• **EXERCISE DESCRIPTION**
Please state how many lines in the records that follow include "than", with no other output.

• **DATA**
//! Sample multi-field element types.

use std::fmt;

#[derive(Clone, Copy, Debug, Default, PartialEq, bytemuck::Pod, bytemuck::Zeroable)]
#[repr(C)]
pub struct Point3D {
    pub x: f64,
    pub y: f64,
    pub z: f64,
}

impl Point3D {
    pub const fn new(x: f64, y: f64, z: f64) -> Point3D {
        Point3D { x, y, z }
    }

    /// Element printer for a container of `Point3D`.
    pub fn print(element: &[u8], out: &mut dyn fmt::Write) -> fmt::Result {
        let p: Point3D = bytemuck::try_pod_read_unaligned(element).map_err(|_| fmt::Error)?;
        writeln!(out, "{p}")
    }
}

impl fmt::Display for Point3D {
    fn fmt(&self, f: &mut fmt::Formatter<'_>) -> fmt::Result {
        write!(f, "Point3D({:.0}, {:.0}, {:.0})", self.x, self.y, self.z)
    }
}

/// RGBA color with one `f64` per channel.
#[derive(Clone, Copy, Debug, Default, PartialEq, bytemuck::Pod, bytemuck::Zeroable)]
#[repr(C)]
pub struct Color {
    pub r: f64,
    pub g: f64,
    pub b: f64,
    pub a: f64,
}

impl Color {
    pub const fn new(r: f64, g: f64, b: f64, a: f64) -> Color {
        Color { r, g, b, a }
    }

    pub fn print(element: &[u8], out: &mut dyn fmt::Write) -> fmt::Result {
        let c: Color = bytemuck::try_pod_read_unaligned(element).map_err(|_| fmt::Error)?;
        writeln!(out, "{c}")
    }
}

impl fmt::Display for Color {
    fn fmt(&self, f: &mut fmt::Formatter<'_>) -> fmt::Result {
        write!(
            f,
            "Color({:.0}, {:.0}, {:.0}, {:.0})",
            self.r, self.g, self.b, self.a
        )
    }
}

...

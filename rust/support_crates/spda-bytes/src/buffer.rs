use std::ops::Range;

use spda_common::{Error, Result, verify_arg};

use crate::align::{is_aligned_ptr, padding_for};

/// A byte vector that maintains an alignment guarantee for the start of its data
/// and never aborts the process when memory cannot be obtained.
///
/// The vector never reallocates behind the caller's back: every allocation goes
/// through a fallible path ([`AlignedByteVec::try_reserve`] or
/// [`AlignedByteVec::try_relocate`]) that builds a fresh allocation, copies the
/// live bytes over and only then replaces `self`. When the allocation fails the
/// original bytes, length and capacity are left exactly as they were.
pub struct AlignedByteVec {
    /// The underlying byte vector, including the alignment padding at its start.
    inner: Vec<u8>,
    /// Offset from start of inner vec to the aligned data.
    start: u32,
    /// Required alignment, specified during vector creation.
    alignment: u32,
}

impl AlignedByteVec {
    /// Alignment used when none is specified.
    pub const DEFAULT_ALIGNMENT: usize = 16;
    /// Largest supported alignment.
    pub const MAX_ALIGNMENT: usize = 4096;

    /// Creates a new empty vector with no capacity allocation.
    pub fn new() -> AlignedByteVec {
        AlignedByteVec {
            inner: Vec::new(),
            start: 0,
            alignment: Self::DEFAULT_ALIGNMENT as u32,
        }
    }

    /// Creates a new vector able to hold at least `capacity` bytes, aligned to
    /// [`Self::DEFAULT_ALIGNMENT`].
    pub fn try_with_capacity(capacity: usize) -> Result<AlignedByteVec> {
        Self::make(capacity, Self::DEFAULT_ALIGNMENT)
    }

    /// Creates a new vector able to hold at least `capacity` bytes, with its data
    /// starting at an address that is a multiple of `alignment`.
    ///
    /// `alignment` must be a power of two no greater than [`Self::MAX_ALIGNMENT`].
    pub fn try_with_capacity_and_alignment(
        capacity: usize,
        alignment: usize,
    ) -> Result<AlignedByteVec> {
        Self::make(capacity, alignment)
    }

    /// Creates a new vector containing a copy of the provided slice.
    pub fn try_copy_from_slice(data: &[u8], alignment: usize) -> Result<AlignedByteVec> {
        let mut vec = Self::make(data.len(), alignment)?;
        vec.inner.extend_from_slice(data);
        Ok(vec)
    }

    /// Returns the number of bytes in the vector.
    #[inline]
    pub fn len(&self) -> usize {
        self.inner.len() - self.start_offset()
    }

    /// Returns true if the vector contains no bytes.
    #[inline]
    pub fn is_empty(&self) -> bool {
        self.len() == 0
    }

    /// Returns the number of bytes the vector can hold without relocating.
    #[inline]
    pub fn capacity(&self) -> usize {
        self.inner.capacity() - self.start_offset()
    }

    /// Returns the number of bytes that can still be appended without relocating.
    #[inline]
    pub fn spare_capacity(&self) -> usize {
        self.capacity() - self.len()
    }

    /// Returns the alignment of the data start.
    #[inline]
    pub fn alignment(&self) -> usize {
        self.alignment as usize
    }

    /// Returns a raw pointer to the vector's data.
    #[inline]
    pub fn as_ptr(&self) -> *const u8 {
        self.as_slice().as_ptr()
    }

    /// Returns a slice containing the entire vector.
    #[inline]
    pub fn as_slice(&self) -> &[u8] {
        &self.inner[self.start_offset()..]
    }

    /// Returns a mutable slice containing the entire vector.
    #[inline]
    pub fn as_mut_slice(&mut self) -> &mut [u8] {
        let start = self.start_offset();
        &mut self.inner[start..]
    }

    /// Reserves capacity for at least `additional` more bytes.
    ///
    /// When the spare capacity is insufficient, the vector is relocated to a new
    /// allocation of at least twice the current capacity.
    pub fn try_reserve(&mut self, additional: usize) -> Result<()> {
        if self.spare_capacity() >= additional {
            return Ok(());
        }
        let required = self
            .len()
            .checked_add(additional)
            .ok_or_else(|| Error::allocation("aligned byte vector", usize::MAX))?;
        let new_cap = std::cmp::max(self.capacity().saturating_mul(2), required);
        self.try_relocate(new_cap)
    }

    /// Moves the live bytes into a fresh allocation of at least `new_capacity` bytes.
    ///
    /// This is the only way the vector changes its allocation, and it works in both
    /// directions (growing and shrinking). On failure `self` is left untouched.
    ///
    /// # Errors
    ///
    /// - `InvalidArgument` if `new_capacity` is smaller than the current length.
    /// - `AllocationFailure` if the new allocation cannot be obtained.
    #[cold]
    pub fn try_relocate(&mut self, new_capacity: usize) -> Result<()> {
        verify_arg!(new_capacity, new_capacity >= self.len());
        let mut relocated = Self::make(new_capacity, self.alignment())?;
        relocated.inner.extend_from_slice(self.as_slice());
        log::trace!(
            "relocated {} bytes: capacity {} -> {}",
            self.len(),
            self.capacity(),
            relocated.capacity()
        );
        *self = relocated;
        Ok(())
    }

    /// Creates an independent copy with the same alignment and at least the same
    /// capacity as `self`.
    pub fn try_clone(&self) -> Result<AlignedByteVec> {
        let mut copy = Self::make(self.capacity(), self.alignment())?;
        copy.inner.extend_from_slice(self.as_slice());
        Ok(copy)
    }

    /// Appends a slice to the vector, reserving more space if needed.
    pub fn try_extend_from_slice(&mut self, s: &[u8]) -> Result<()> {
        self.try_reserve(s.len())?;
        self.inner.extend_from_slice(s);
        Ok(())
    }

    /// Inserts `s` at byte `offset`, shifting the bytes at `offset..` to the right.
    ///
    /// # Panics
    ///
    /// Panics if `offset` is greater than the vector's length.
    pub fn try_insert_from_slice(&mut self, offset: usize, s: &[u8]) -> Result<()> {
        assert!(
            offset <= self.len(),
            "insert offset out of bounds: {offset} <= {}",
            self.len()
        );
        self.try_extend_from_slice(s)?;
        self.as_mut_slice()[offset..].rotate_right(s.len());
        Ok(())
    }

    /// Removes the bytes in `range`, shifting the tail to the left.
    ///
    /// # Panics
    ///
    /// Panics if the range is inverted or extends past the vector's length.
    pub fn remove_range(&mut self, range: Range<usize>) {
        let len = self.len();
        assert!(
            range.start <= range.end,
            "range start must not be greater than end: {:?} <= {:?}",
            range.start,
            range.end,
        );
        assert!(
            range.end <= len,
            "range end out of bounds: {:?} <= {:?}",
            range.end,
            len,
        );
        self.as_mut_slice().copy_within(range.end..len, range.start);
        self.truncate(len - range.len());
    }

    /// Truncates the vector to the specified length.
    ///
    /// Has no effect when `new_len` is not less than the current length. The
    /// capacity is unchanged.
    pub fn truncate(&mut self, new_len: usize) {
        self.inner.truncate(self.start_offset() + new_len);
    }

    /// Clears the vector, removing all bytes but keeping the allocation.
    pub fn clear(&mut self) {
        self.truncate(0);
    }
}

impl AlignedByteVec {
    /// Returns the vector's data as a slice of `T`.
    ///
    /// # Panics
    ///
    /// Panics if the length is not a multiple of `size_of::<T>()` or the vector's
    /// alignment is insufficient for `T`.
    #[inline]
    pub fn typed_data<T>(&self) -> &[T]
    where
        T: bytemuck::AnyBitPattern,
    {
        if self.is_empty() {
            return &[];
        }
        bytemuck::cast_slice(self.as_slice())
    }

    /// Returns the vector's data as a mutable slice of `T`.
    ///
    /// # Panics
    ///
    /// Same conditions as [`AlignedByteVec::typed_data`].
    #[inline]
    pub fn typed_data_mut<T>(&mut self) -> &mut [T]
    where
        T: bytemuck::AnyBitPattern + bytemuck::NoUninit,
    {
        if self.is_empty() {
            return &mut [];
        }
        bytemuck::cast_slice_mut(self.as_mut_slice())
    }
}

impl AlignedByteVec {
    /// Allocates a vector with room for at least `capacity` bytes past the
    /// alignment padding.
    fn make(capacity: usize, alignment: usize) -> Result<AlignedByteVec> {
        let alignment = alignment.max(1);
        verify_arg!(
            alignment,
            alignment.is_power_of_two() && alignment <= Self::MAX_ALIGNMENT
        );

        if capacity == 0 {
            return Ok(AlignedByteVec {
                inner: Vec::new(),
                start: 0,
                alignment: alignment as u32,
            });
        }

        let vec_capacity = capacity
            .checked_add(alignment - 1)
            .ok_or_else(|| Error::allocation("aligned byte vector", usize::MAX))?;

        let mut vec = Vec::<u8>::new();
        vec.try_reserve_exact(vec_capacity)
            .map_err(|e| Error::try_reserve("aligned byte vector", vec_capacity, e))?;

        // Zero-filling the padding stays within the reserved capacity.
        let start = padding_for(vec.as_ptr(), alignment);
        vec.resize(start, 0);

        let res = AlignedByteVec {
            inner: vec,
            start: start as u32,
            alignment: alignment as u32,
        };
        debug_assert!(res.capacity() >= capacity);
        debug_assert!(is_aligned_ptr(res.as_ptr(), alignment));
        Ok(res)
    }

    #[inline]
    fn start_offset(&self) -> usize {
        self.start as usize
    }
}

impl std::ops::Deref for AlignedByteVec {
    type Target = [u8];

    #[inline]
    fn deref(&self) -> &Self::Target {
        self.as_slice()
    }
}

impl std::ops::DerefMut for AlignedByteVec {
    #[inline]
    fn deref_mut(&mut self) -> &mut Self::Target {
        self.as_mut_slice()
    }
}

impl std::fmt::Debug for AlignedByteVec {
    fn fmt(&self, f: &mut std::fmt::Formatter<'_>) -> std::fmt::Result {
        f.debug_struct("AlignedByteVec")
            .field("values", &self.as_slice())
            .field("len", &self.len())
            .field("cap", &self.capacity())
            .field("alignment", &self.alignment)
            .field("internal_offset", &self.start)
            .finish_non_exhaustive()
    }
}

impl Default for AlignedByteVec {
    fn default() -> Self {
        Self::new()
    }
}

• **YOUR SOLUTION**
5